Though the day was definitely a roller coaster, she says it does not compare to the day last February when she had her first ever piece of research published in a peer-reviewed publication.
“All day I bawled my eyes out,” Salminen said about finding out her first piece of published research would appear in Brain Imaging and Behavior.
It is of course a great validation of your work to have it accepted into prestigious publication, but Salminen’s excitement also stems from the fact that every acceptance is a new item on her C.V., making her a stronger candidate for postdoctoral fellowship positions when she graduates in two years.
Rob Paul, professor of psychology and director the Behavioral Neuroscience PhD program at UMSL, said having students like Salminen conduct and publish their own research as lead authors is exactly the intent of the program.

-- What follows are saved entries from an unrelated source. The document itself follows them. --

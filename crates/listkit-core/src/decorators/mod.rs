//! Recovery decorators over [`ItemSource`](crate::ItemSource).

mod fallback;
mod retry;

pub use fallback::{with_fallback, Fallback};
pub use retry::retry;
use std::env;
use std::sync::Arc;

use tracing::debug;

use crate::api::HttpRecordsApi;
use crate::cache::{ContactCache, MemoryContactCache};
use crate::composition::{Collaborators, UserSession};
use crate::fixtures::{mock_http_client, MOCK_BASE_URL};
use crate::http_client::{HttpAuth, HttpClient, ReqwestHttpClient};
use crate::ConfigError;

const DEFAULT_TIMEOUT_MS: u64 = 3_000;

/// Builder assembling [`Collaborators`] from explicit settings and the
/// environment.
///
/// # Environment Variables
///
/// | Variable | Meaning |
/// |----------|---------|
/// | `LISTKIT_API_BASE_URL` | Base URL of the records API |
/// | `LISTKIT_API_TOKEN` | Bearer token sent with API requests |
/// | `LISTKIT_PREMIUM` | `true`/`false`: user entitled to cached contacts |
/// | `LISTKIT_TIMEOUT_MS` | Per-request timeout in milliseconds |
///
/// # Example
///
/// ```rust,ignore
/// use listkit_core::CollaboratorsBuilder;
///
/// let collaborators = CollaboratorsBuilder::new()
///     .with_env()?
///     .with_premium(true)
///     .build()?;
/// ```
#[derive(Default)]
pub struct CollaboratorsBuilder {
    use_mock: bool,
    base_url: Option<String>,
    api_token: Option<String>,
    premium: bool,
    timeout_ms: Option<u64>,
    cache: Option<Arc<dyn ContactCache>>,
}

impl CollaboratorsBuilder {
    pub fn new() -> Self {
        Self::default()
    }

    /// Serve every API from built-in fixtures instead of the network.
    pub fn with_mock_mode(mut self) -> Self {
        self.use_mock = true;
        self
    }

    /// Read settings from `LISTKIT_*` environment variables.
    ///
    /// # Errors
    ///
    /// Returns [`ConfigError::InvalidValue`] for unparsable values.
    pub fn with_env(self) -> Result<Self, ConfigError> {
        self.with_env_lookup(|name| env::var(name).ok())
    }

    /// Same as [`with_env`](Self::with_env) with a custom variable lookup.
    ///
    /// # Errors
    ///
    /// Returns [`ConfigError::InvalidValue`] for unparsable values.
    pub fn with_env_lookup<F>(mut self, lookup: F) -> Result<Self, ConfigError>
    where
        F: Fn(&str) -> Option<String>,
    {
        if let Some(url) = lookup("LISTKIT_API_BASE_URL").filter(|url| !url.trim().is_empty()) {
            self.base_url = Some(url);
        }
        if let Some(token) = lookup("LISTKIT_API_TOKEN").filter(|token| !token.is_empty()) {
            self.api_token = Some(token);
        }
        if let Some(value) = lookup("LISTKIT_PREMIUM") {
            self.premium = parse_flag("LISTKIT_PREMIUM", &value)?;
        }
        if let Some(value) = lookup("LISTKIT_TIMEOUT_MS") {
            let timeout_ms = value
                .trim()
                .parse::<u64>()
                .ok()
                .filter(|timeout_ms| *timeout_ms > 0)
                .ok_or(ConfigError::InvalidValue {
                    name: "LISTKIT_TIMEOUT_MS",
                    value,
                })?;
            self.timeout_ms = Some(timeout_ms);
        }
        Ok(self)
    }

    pub fn with_base_url(mut self, base_url: impl Into<String>) -> Self {
        self.base_url = Some(base_url.into());
        self
    }

    pub fn with_api_token(mut self, token: impl Into<String>) -> Self {
        self.api_token = Some(token.into());
        self
    }

    pub fn with_premium(mut self, premium: bool) -> Self {
        self.premium = premium;
        self
    }

    pub fn with_timeout_ms(mut self, timeout_ms: u64) -> Self {
        self.timeout_ms = Some(timeout_ms);
        self
    }

    /// Use `cache` instead of the default in-memory contact cache.
    pub fn with_cache(mut self, cache: Arc<dyn ContactCache>) -> Self {
        self.cache = Some(cache);
        self
    }

    /// # Errors
    ///
    /// Returns [`ConfigError::MissingBaseUrl`] outside mock mode when no base
    /// URL was configured.
    pub fn build(self) -> Result<Collaborators, ConfigError> {
        let (http_client, base_url) = if self.use_mock {
            let client: Arc<dyn HttpClient> = Arc::new(mock_http_client(MOCK_BASE_URL));
            (client, String::from(MOCK_BASE_URL))
        } else {
            let base_url = self.base_url.ok_or(ConfigError::MissingBaseUrl)?;
            let client: Arc<dyn HttpClient> = Arc::new(ReqwestHttpClient::new());
            (client, base_url)
        };
        debug!(%base_url, mock = self.use_mock, premium = self.premium, "building collaborators");

        let auth = self
            .api_token
            .map_or(HttpAuth::None, HttpAuth::BearerToken);
        let api = Arc::new(
            HttpRecordsApi::new(http_client, base_url)
                .with_auth(auth)
                .with_timeout_ms(self.timeout_ms.unwrap_or(DEFAULT_TIMEOUT_MS)),
        );
        let cache = self
            .cache
            .unwrap_or_else(|| Arc::new(MemoryContactCache::with_default_ttl()));

        Ok(Collaborators {
            contacts: api.clone(),
            instruments: api.clone(),
            transfers: api,
            cache,
            entitlement: Arc::new(UserSession::new(self.premium)),
        })
    }
}

fn parse_flag(name: &'static str, value: &str) -> Result<bool, ConfigError> {
    match value.trim().to_ascii_lowercase().as_str() {
        "1" | "true" | "yes" | "on" => Ok(true),
        "0" | "false" | "no" | "off" | "" => Ok(false),
        _ => Err(ConfigError::InvalidValue {
            name,
            value: value.to_owned(),
        }),
    }
}
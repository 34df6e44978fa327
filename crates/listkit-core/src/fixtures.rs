//! Canned API responses for offline (mock) mode.

use crate::http_client::{HttpResponse, StaticHttpClient};
use crate::source::Domain;

/// Base URL the mock transport answers on.
pub const MOCK_BASE_URL: &str = "https://mock.listkit.invalid";

const CONTACTS: &str = r#"[
  {"kind": "contact", "id": "c-100", "name": "Grace Hopper", "phone": "+1 202 555 0143"},
  {"kind": "contact", "id": "c-101", "name": "Linus Torvalds", "phone": "+358 40 555 0199"},
  {"kind": "contact", "id": "c-102", "name": "Margaret Hamilton", "phone": "+1 617 555 0110"}
]"#;

const INSTRUMENTS: &str = r#"[
  {"kind": "instrument", "id": "i-200", "number": "**** **** **** 4242", "holder": "Ada Lovelace"},
  {"kind": "instrument", "id": "i-201", "number": "**** **** **** 1881", "holder": "Ada Lovelace"}
]"#;

const TRANSFERS: &str = r#"[
  {"kind": "transfer", "id": "t-300", "description": "lunch", "amount": 12.5, "currency_code": "USD",
   "date": "2026-10-18T12:15:00Z", "sender": "Ada Lovelace", "recipient": "Grace Hopper", "is_sender": true},
  {"kind": "transfer", "id": "t-301", "description": "concert tickets", "amount": 84.0, "currency_code": "EUR",
   "date": "2026-10-16T19:40:00Z", "sender": "Linus Torvalds", "recipient": "Ada Lovelace", "is_sender": false},
  {"kind": "transfer", "id": "t-302", "description": "rent", "amount": 1450.0, "currency_code": "USD",
   "date": "2026-10-01T09:00:00Z", "sender": "Ada Lovelace", "recipient": "Charles Babbage", "is_sender": true},
  {"kind": "transfer", "id": "t-303", "description": "book club", "amount": 15.0, "currency_code": "GBP",
   "date": "2026-09-28T17:05:00Z", "sender": "Margaret Hamilton", "recipient": "Ada Lovelace", "is_sender": false},
  {"kind": "transfer", "id": "t-304", "description": "coffee", "amount": 4.75, "currency_code": "USD",
   "date": "2026-09-27T08:30:00Z", "sender": "Ada Lovelace", "recipient": "Linus Torvalds", "is_sender": true}
]"#;

/// Static transport serving the fixture records under `base_url`.
pub fn mock_http_client(base_url: &str) -> StaticHttpClient {
    let base_url = base_url.trim_end_matches('/');
    Domain::ALL
        .into_iter()
        .fold(StaticHttpClient::new(), |client, domain| {
            client.with_route(
                format!("{base_url}/{}", domain.as_str()),
                HttpResponse::ok_json(fixture_body(domain)),
            )
        })
}

pub const fn fixture_body(domain: Domain) -> &'static str {
    match domain {
        Domain::Contacts => CONTACTS,
        Domain::Instruments => INSTRUMENTS,
        Domain::Transfers => TRANSFERS,
    }
}

#[cfg(test)]
mod tests {
    use super::*;
    use crate::DomainRecord;

    #[test]
    fn fixtures_decode_as_records() {
        for domain in Domain::ALL {
            let records: Vec<DomainRecord> =
                serde_json::from_str(fixture_body(domain)).expect("fixture must decode");
            assert!(!records.is_empty(), "{domain} fixture is empty");
        }
    }
}
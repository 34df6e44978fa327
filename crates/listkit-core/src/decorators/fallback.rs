use std::sync::Arc;

use tracing::debug;

use crate::source::{ItemSource, LoadFuture};

/// Two-tier recovery: primary first, secondary only after primary fails.
///
/// The primary's error is dropped when the secondary runs; the caller sees
/// the secondary's result, success or failure. The two sources never run
/// concurrently.
#[derive(Clone)]
pub struct Fallback {
    primary: Arc<dyn ItemSource>,
    secondary: Arc<dyn ItemSource>,
}

impl Fallback {
    pub fn new(primary: Arc<dyn ItemSource>, secondary: Arc<dyn ItemSource>) -> Self {
        Self { primary, secondary }
    }
}

impl ItemSource for Fallback {
    fn load_items<'a>(&'a self) -> LoadFuture<'a> {
        Box::pin(async move {
            match self.primary.load_items().await {
                Ok(items) => Ok(items),
                Err(error) => {
                    debug!(%error, "primary source failed; invoking fallback");
                    self.secondary.load_items().await
                }
            }
        })
    }
}

/// Wraps `primary` so that `secondary` answers when it fails.
pub fn with_fallback(
    primary: Arc<dyn ItemSource>,
    secondary: Arc<dyn ItemSource>,
) -> Arc<dyn ItemSource> {
    Arc::new(Fallback::new(primary, secondary))
}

“We are very heavily focused on training our students to do research,” Paul said. “Both in terms of obtaining grant money in support of their research and then of course in writing their papers that are generated out of those grants. Learning to become productive researchers is a focal point of our graduate program.”
Salminen agrees that doing is a key to her success.
“If you are not a self-starter, you won’t get anywhere,” she said. “The course load after your first year is light, leaving the rest of your hours for research. So what you do with that time is pretty much up to you. I’m always writing, even when I’m in the middle of something I’m already thinking about what I want to work on next.”